━━━ Data for this exercise
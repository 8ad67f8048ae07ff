/*!
This module defines the [`Report`](struct.Report.html) a training run produces: everything the run learned, in a form that renders as text with `Display` and as json with serde.
*/

use crate::grid::Hyperparameters;
use crate::importance::FeatureImportance;

/// The result of a full training run.
#[derive(Debug, serde::Serialize)]
pub struct Report {
	/// The name of the column the model predicts.
	pub target_column_name: String,
	/// The number of records in the input file.
	pub n_records: usize,
	/// The number of records after the minority class was oversampled.
	pub n_records_after_balancing: usize,
	pub n_train_records: usize,
	pub n_test_records: usize,
	/// The hyperparameters of the winning trial.
	pub best_hyperparameters: Hyperparameters,
	/// The validation accuracy the winning trial achieved during the search.
	pub best_trial_objective: f32,
	pub n_trials: usize,
	/// The per-epoch validation metrics of the final fit.
	pub epoch_metrics: Vec<EpochMetricsReport>,
	pub test_loss: f32,
	pub test_accuracy: f32,
	/// The accuracy of always predicting the most common class in the test set.
	pub baseline_accuracy: f32,
	pub confusion_matrix: ConfusionMatrixReport,
	/// The features ranked by permutation importance, highest first.
	pub feature_importances: Vec<FeatureImportance>,
}

#[derive(Debug, serde::Serialize)]
pub struct EpochMetricsReport {
	pub epoch: usize,
	pub val_loss: f32,
	pub val_accuracy: f32,
}

#[derive(Debug, serde::Serialize)]
pub struct ConfusionMatrixReport {
	pub true_negatives: u64,
	pub false_positives: u64,
	pub false_negatives: u64,
	pub true_positives: u64,
	pub precision: f32,
	pub recall: f32,
	pub f1_score: f32,
}

impl std::fmt::Display for Report {
	fn fmt(&self, f: &mut std::fmt::Formatter<'_>) -> std::fmt::Result {
		writeln!(f, "target column: {}", self.target_column_name)?;
		writeln!(
			f,
			"records: {} loaded, {} after balancing, {} train, {} test",
			self.n_records,
			self.n_records_after_balancing,
			self.n_train_records,
			self.n_test_records,
		)?;
		writeln!(
			f,
			"best of {} trials (validation accuracy {:.4}): {}",
			self.n_trials, self.best_trial_objective, self.best_hyperparameters,
		)?;
		if let Some(last) = self.epoch_metrics.last() {
			writeln!(
				f,
				"final fit: {} epochs, val_loss {:.4}, val_accuracy {:.4}",
				self.epoch_metrics.len(),
				last.val_loss,
				last.val_accuracy,
			)?;
		}
		writeln!(
			f,
			"test: loss {:.4}, accuracy {:.4} (baseline {:.4})",
			self.test_loss, self.test_accuracy, self.baseline_accuracy,
		)?;
		writeln!(f, "confusion matrix (rows actual, columns predicted):")?;
		writeln!(
			f,
			"	[{} {}]",
			self.confusion_matrix.true_negatives, self.confusion_matrix.false_positives,
		)?;
		writeln!(
			f,
			"	[{} {}]",
			self.confusion_matrix.false_negatives, self.confusion_matrix.true_positives,
		)?;
		writeln!(
			f,
			"precision {:.4}, recall {:.4}, f1 {:.4}",
			self.confusion_matrix.precision,
			self.confusion_matrix.recall,
			self.confusion_matrix.f1_score,
		)?;
		writeln!(f, "feature importances:")?;
		for feature_importance in self.feature_importances.iter() {
			writeln!(
				f,
				"	{:+.4} {}",
				feature_importance.importance, feature_importance.feature_name,
			)?;
		}
		Ok(())
	}
}

#[cfg(test)]
mod test {
	use super::*;

	fn test_report() -> Report {
		Report {
			target_column_name: "Diabetes_binary".to_owned(),
			n_records: 10,
			n_records_after_balancing: 16,
			n_train_records: 12,
			n_test_records: 4,
			best_hyperparameters: Hyperparameters::new(vec![
				("input_units".to_owned(), 96),
				("n_layers".to_owned(), 1),
				("layer_0".to_owned(), 64),
				("layer_1".to_owned(), 32),
			]),
			best_trial_objective: 0.75,
			n_trials: 10,
			epoch_metrics: vec![EpochMetricsReport {
				epoch: 0,
				val_loss: 0.25,
				val_accuracy: 0.5,
			}],
			test_loss: 0.125,
			test_accuracy: 0.75,
			baseline_accuracy: 0.5,
			confusion_matrix: ConfusionMatrixReport {
				true_negatives: 2,
				false_positives: 0,
				false_negatives: 1,
				true_positives: 1,
				precision: 1.0,
				recall: 0.5,
				f1_score: 2.0 / 3.0,
			},
			feature_importances: vec![
				FeatureImportance {
					feature_name: "HighBP".to_owned(),
					importance: 0.05,
				},
				FeatureImportance {
					feature_name: "AnyHealthcare".to_owned(),
					importance: -0.0025,
				},
			],
		}
	}

	#[test]
	fn test_display() {
		let rendered = test_report().to_string();
		assert!(rendered.contains("target column: Diabetes_binary"));
		assert!(rendered.contains("input_units = 96"));
		assert!(rendered.contains("+0.0500 HighBP"));
		assert!(rendered.contains("-0.0025 AnyHealthcare"));
	}

	#[test]
	fn test_serialize() {
		let json = serde_json::to_string(&test_report()).unwrap();
		assert!(json.contains("\"feature_importances\":["));
	}

	#[test]
	fn test_serialize_hyperparameters() {
		let json = serde_json::to_string(&test_report().best_hyperparameters).unwrap();
		insta::assert_snapshot!(
			json,
			@r#"{"input_units":96,"n_layers":1,"layer_0":64,"layer_1":32}"#
		);
	}
}
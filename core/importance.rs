/*!
This module ranks features by permutation importance: how much the model's score drops when one feature column is shuffled and every other column is left alone. A feature the model never uses scores near zero, and a feature can score slightly negative when shuffling it helps by chance.
*/

use anyhow::{bail, Result};
use cohort_metrics::{Accuracy, StreamingMetric, THRESHOLD};
use cohort_nn::MlpBinaryClassifier;
use itertools::izip;
use ndarray::prelude::*;
use num_traits::ToPrimitive;
use rand::seq::SliceRandom;
use rand::SeedableRng;
use rand_xoshiro::Xoshiro256Plus;
use rayon::prelude::*;

/// Something that can assign a score to a model's behavior on a dataset, where higher is better.
pub trait Scorer: Sync {
	fn score(&self, features: ArrayView2<f32>, labels: ArrayView1<f32>) -> f32;
}

/// Scores a fitted classifier by its accuracy at the fixed prediction threshold.
pub struct AccuracyScorer<'a> {
	pub model: &'a MlpBinaryClassifier,
}

impl<'a> Scorer for AccuracyScorer<'a> {
	fn score(&self, features: ArrayView2<f32>, labels: ArrayView1<f32>) -> f32 {
		let mut probabilities = Array1::zeros(features.nrows());
		self.model.predict(features, probabilities.view_mut());
		let mut accuracy = Accuracy::new();
		for (probability, label) in izip!(probabilities.iter(), labels.iter()) {
			let predicted = if *probability >= THRESHOLD { 1 } else { 0 };
			let actual = if *label >= THRESHOLD { 1 } else { 0 };
			accuracy.update((predicted, actual));
		}
		accuracy.finalize().unwrap_or(f32::NAN)
	}
}

/// A feature's name and its permutation importance, the drop in score when the feature is shuffled.
#[derive(Clone, Debug, serde::Serialize)]
pub struct FeatureImportance {
	pub feature_name: String,
	pub importance: f32,
}

/**
Compute the permutation importance of every feature. For each feature, the feature's column is shuffled `n_repeats` times, the scorer is evaluated on each shuffled copy, and the importance is the baseline score minus the mean shuffled score.

The features are processed in parallel, and each feature's shuffles are seeded from `seed` and the feature's index, so the result does not depend on how the work is scheduled.
*/
pub fn compute_permutation_importance(
	scorer: &dyn Scorer,
	features: ArrayView2<f32>,
	labels: ArrayView1<f32>,
	feature_names: &[String],
	n_repeats: usize,
	seed: u64,
) -> Result<Vec<FeatureImportance>> {
	if n_repeats == 0 {
		bail!("n_repeats must be greater than zero");
	}
	if feature_names.len() != features.ncols() {
		bail!(
			"expected {} feature names but got {}",
			features.ncols(),
			feature_names.len(),
		);
	}
	let baseline = scorer.score(features, labels);
	let importances = feature_names
		.par_iter()
		.enumerate()
		.map(|(feature_index, feature_name)| {
			let mut rng =
				Xoshiro256Plus::seed_from_u64(seed.wrapping_add(feature_index.to_u64().unwrap()));
			let mut sum = 0.0;
			for _ in 0..n_repeats {
				let mut shuffled = features.to_owned();
				let mut column: Vec<f32> = features.column(feature_index).to_vec();
				column.shuffle(&mut rng);
				for (destination, value) in izip!(
					shuffled.column_mut(feature_index).iter_mut(),
					column.iter()
				) {
					*destination = *value;
				}
				sum += scorer.score(shuffled.view(), labels);
			}
			FeatureImportance {
				feature_name: feature_name.clone(),
				importance: baseline - sum / n_repeats.to_f32().unwrap(),
			}
		})
		.collect();
	Ok(importances)
}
━━━━━━
In the records above, find each line with the word "AnyHealthcare" and copy it.

→ **Response to this exercise**
					feature_name: "AnyHealthcare".to_owned(),
		assert!(rendered.contains("-0.0025 AnyHealthcare"));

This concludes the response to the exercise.